Our students worry about things that would never cross the mind of the average kid in a ‘white-bread’ school.  For example, I read aloud a Junie B. Jones story where she got locked in the school and called 911.  One of my friends observed, “She’s gonna go into foster care,” shaking her head sadly. 

Another kid was worried that mom was going to go to jail for leaving her and her siblings home alone.  Why was she worried about that?  Because that’s what the cops threatened last time they were called out to the home. 

I have found myself normalizing unacceptable situations.  “You’re going to out of town to visit your dad in prison?  Awesome!”  “Your daddy’s dead?  I’m so sorry.  Let’s try to work on our math now.”

So they come to us tired.  When dad and his homies are up all night with their dog-fighting, it’s hard to sleep.  They come to us hungry.  Last year, one little girl wrote very matter-of-factly in her journal that over the weekend they’d eaten popcorn and watermelon because “we didn’t have any food.”  We feed every kid free breakfast and most kids free lunch every school day, but there are those pesky Saturdays and Sundays.  Every so often we send home a bag of food with each kid, provided by some ‘feed kids’ charity. 
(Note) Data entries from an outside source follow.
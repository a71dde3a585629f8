//! Configuration for panfly consumers.
//!
//! TOML device profiles, credential resolution (env + plaintext), and
//! translation to `panfly_core::DeviceConfig` and `DeviceContext`. Values
//! layer as built-in defaults, then the config file, then `PANFLY_`
//! environment variables (`__` separates nesting levels).

use std::collections::HashMap;
use std::path::{Path, PathBuf};
use std::time::Duration;

use directories::ProjectDirs;
use figment::{
    Figment,
    providers::{Env, Format, Serialized, Toml},
};
use secrecy::SecretString;
use serde::{Deserialize, Serialize};
use thiserror::Error;
use tracing::debug;

use panfly_core::{
    CoreError, DeviceConfig, DeviceContext, DeviceKind, PollSettings, RetrySettings,
    TlsVerification,
};

/// Environment variable consulted for an API key when a profile names none.
pub const API_KEY_ENV: &str = "PANFLY_API_KEY";
const ENV_PREFIX: &str = "PANFLY_";

// ── Error ───────────────────────────────────────────────────────────

#[derive(Debug, Error)]
pub enum ConfigError {
    #[error("invalid {field}: {reason}")]
    Validation { field: String, reason: String },

    #[error("no API key configured for profile '{profile}'")]
    NoCredentials { profile: String },

    #[error("profile '{name}' not found")]
    UnknownProfile { name: String },

    #[error("failed to serialize config: {0}")]
    Serialization(#[from] toml::ser::Error),

    #[error("config loading failed: {0}")]
    Figment(Box<figment::Error>),

    #[error("IO error: {0}")]
    Io(#[from] std::io::Error),
}

impl From<figment::Error> for ConfigError {
    fn from(err: figment::Error) -> Self {
        Self::Figment(Box::new(err))
    }
}

impl From<ConfigError> for CoreError {
    fn from(err: ConfigError) -> Self {
        CoreError::Config {
            message: err.to_string(),
        }
    }
}

// ── TOML config structs ─────────────────────────────────────────────

/// Top-level TOML configuration.
#[derive(Debug, Clone, PartialEq, Deserialize, Serialize)]
pub struct Config {
    /// Profile used when none is named.
    pub default_profile: Option<String>,

    #[serde(default)]
    pub defaults: Defaults,

    /// Named device profiles.
    #[serde(default)]
    pub profiles: HashMap<String, Profile>,
}

impl Default for Config {
    fn default() -> Self {
        Self {
            default_profile: Some("default".into()),
            defaults: Defaults::default(),
            profiles: HashMap::new(),
        }
    }
}

impl Config {
    /// Look up a profile by name, falling back to `default_profile`.
    pub fn profile<'a>(&'a self, name: Option<&'a str>) -> Result<(&'a str, &'a Profile), ConfigError> {
        let name = name
            .or(self.default_profile.as_deref())
            .ok_or_else(|| ConfigError::UnknownProfile {
                name: "<default>".into(),
            })?;
        self.profiles
            .get(name)
            .map(|profile| (name, profile))
            .ok_or_else(|| ConfigError::UnknownProfile { name: name.into() })
    }
}

/// Settings shared by every profile unless the profile overrides them.
#[derive(Debug, Clone, PartialEq, Deserialize, Serialize)]
pub struct Defaults {
    #[serde(default)]
    pub insecure: bool,

    /// Request timeout in seconds.
    #[serde(default = "default_timeout")]
    pub timeout: u64,

    #[serde(default = "default_vsys")]
    pub default_vsys: String,

    /// Attempts per idempotent request, including the first.
    #[serde(default = "default_retry_attempts")]
    pub retry_attempts: u32,

    /// Seconds between job polls.
    #[serde(default = "default_poll_interval")]
    pub poll_interval: u64,

    /// When set, the poll delay doubles from `poll_interval` up to this many
    /// seconds. Unset means a fixed interval.
    #[serde(default, skip_serializing_if = "Option::is_none")]
    pub poll_max_interval: Option<u64>,

    /// Longest wait for a commit job, in seconds.
    #[serde(default = "default_commit_timeout")]
    pub commit_timeout: u64,
}

impl Default for Defaults {
    fn default() -> Self {
        Self {
            insecure: false,
            timeout: default_timeout(),
            default_vsys: default_vsys(),
            retry_attempts: default_retry_attempts(),
            poll_interval: default_poll_interval(),
            poll_max_interval: None,
            commit_timeout: default_commit_timeout(),
        }
    }
}

fn default_timeout() -> u64 {
    30
}
fn default_vsys() -> String {
    "vsys1".into()
}
fn default_retry_attempts() -> u32 {
    3
}
fn default_poll_interval() -> u64 {
    2
}
fn default_commit_timeout() -> u64 {
    600
}

/// A named device profile.
#[derive(Debug, Clone, Default, PartialEq, Deserialize, Serialize)]
pub struct Profile {
    /// Management URL (e.g., "https://fw01.example.net").
    pub url: String,

    #[serde(default)]
    pub kind: DeviceKind,

    /// API key (plaintext; prefer `api_key_env`).
    pub api_key: Option<String>,

    /// Environment variable name containing the API key.
    pub api_key_env: Option<String>,

    /// Path to custom CA certificate.
    pub ca_cert: Option<PathBuf>,

    /// Skip certificate checks. Unset inherits `defaults.insecure`; without
    /// it or `ca_cert`, the system roots verify the device.
    pub insecure: Option<bool>,

    /// Override timeout.
    pub timeout: Option<u64>,

    /// Override the default vsys.
    pub default_vsys: Option<String>,

    // Context selectors.
    pub vsys: Option<String>,
    pub device_group: Option<String>,
    pub template: Option<String>,
}

// ── Config file path ────────────────────────────────────────────────

/// Resolve the config file path via XDG / platform conventions.
pub fn config_path() -> PathBuf {
    ProjectDirs::from("net", "panfly", "panfly").map_or_else(
        || {
            let mut p = dirs_fallback();
            p.push("config.toml");
            p
        },
        |dirs| dirs.config_dir().join("config.toml"),
    )
}

fn dirs_fallback() -> PathBuf {
    let mut p = PathBuf::from(std::env::var("HOME").unwrap_or_else(|_| ".".into()));
    p.push(".config");
    p.push("panfly");
    p
}

// ── Config loading ──────────────────────────────────────────────────

/// Load the full Config from the canonical file + environment.
pub fn load_config() -> Result<Config, ConfigError> {
    load_config_from(&config_path())
}

/// Load from a specific file + environment. A missing file contributes
/// nothing.
pub fn load_config_from(path: &Path) -> Result<Config, ConfigError> {
    debug!(path = %path.display(), "loading config");
    let figment = Figment::new()
        .merge(Serialized::defaults(Config::default()))
        .merge(Toml::file(path))
        .merge(Env::prefixed(ENV_PREFIX).split("__"));

    let config: Config = figment.extract()?;
    Ok(config)
}

/// Load config, returning a default if loading fails.
pub fn load_config_or_default() -> Config {
    load_config().unwrap_or_default()
}

// ── Config saving ───────────────────────────────────────────────────

/// Serialize config to TOML and write to the canonical config path.
pub fn save_config(cfg: &Config) -> Result<(), ConfigError> {
    save_config_to(cfg, &config_path())
}

pub fn save_config_to(cfg: &Config, path: &Path) -> Result<(), ConfigError> {
    if let Some(parent) = path.parent() {
        std::fs::create_dir_all(parent)?;
    }
    let toml_str = toml::to_string_pretty(cfg)?;
    std::fs::write(path, toml_str)?;
    Ok(())
}

// ── Credential resolution ───────────────────────────────────────────

/// Resolve an API key: the profile's `api_key_env`, then `PANFLY_API_KEY`,
/// then the plaintext key in the profile.
pub fn resolve_api_key(profile: &Profile, profile_name: &str) -> Result<SecretString, ConfigError> {
    // 1. Profile's api_key_env → env var lookup
    if let Some(ref env_name) = profile.api_key_env {
        if let Ok(val) = std::env::var(env_name) {
            debug!(profile = profile_name, source = %env_name, "API key from environment");
            return Ok(SecretString::from(val));
        }
    }

    // 2. Global env var
    if let Ok(val) = std::env::var(API_KEY_ENV) {
        debug!(profile = profile_name, source = API_KEY_ENV, "API key from environment");
        return Ok(SecretString::from(val));
    }

    // 3. Plaintext in config
    if let Some(ref key) = profile.api_key {
        debug!(profile = profile_name, "API key from config file");
        return Ok(SecretString::from(key.clone()));
    }

    Err(ConfigError::NoCredentials {
        profile: profile_name.into(),
    })
}

// ── Translation to core types ───────────────────────────────────────

/// The context a profile's selectors describe.
pub fn profile_context(profile: &Profile) -> Result<DeviceContext, ConfigError> {
    DeviceContext::from_selectors(
        profile.kind,
        profile.vsys.as_deref(),
        profile.device_group.as_deref(),
        profile.template.as_deref(),
    )
    .map_err(|e| ConfigError::Validation {
        field: "vsys/device_group/template".into(),
        reason: e.to_string(),
    })
}

/// Build a `DeviceConfig` from a profile and the shared defaults.
pub fn profile_to_device_config(
    profile: &Profile,
    profile_name: &str,
    defaults: &Defaults,
) -> Result<DeviceConfig, ConfigError> {
    let url: url::Url = profile.url.parse().map_err(|_| ConfigError::Validation {
        field: "url".into(),
        reason: format!("invalid URL: {}", profile.url),
    })?;

    let api_key = resolve_api_key(profile, profile_name)?;

    let tls = if profile.insecure.unwrap_or(defaults.insecure) {
        TlsVerification::DangerAcceptInvalid
    } else if let Some(ref ca_path) = profile.ca_cert {
        TlsVerification::CustomCa(ca_path.clone())
    } else {
        TlsVerification::SystemDefaults
    };

    if defaults.poll_interval == 0 {
        return Err(ConfigError::Validation {
            field: "poll_interval".into(),
            reason: "must be at least 1 second".into(),
        });
    }

    let mut config = DeviceConfig::new(url, api_key);
    config.kind = profile.kind;
    config.tls = tls;
    config.timeout = Duration::from_secs(profile.timeout.unwrap_or(defaults.timeout));
    config.default_vsys = profile
        .default_vsys
        .clone()
        .unwrap_or_else(|| defaults.default_vsys.clone());
    config.retry = RetrySettings {
        max_attempts: defaults.retry_attempts,
        ..RetrySettings::default()
    };
    let interval = Duration::from_secs(defaults.poll_interval);
    let max_wait = Duration::from_secs(defaults.commit_timeout);
    config.poll = match defaults.poll_max_interval {
        Some(max) => PollSettings {
            interval,
            max_interval: Duration::from_secs(max.max(defaults.poll_interval)),
            max_wait,
        },
        None => PollSettings::fixed(interval, max_wait),
    };
    Ok(config)
}

/// Resolve a named (or the default) profile into everything needed to open
/// a device and target it.
pub fn resolve_profile(
    config: &Config,
    name: Option<&str>,
) -> Result<(DeviceConfig, DeviceContext), ConfigError> {
    let (name, profile) = config.profile(name)?;
    let device = profile_to_device_config(profile, name, &config.defaults)?;
    let context = profile_context(profile)?;
    Ok((device, context))
}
And they come to us angry, emulating behavior they see modeled by the grown-ups in their world.  Several years ago, an intermediate student began organizing fights for money.  She’d arrange fights, sell tickets, and take bets on who would win.  Enterprising and exceedingly scary, all at the same time.  A bit of insight into the culture tells us that power is the ultimate necessity.  Vengeance must be had or one is considered weak.  I once removed a sharp kitchen knife from a first grader.  “I wasn’t really going to use it,” he told me. 

So when little headbanger assumed that someone was looking at him wrong, he flew into a rage.  I’d be hard-put to place the blame on the teacher or the school culture for his outburst.  He came to us like an angry knot.  Somehow, we’re supposed to unravel him. 

It’s a complex problem to which there is no simple answer.  To propose otherwise is both elitist and naive.  I’m not Miss Beadle.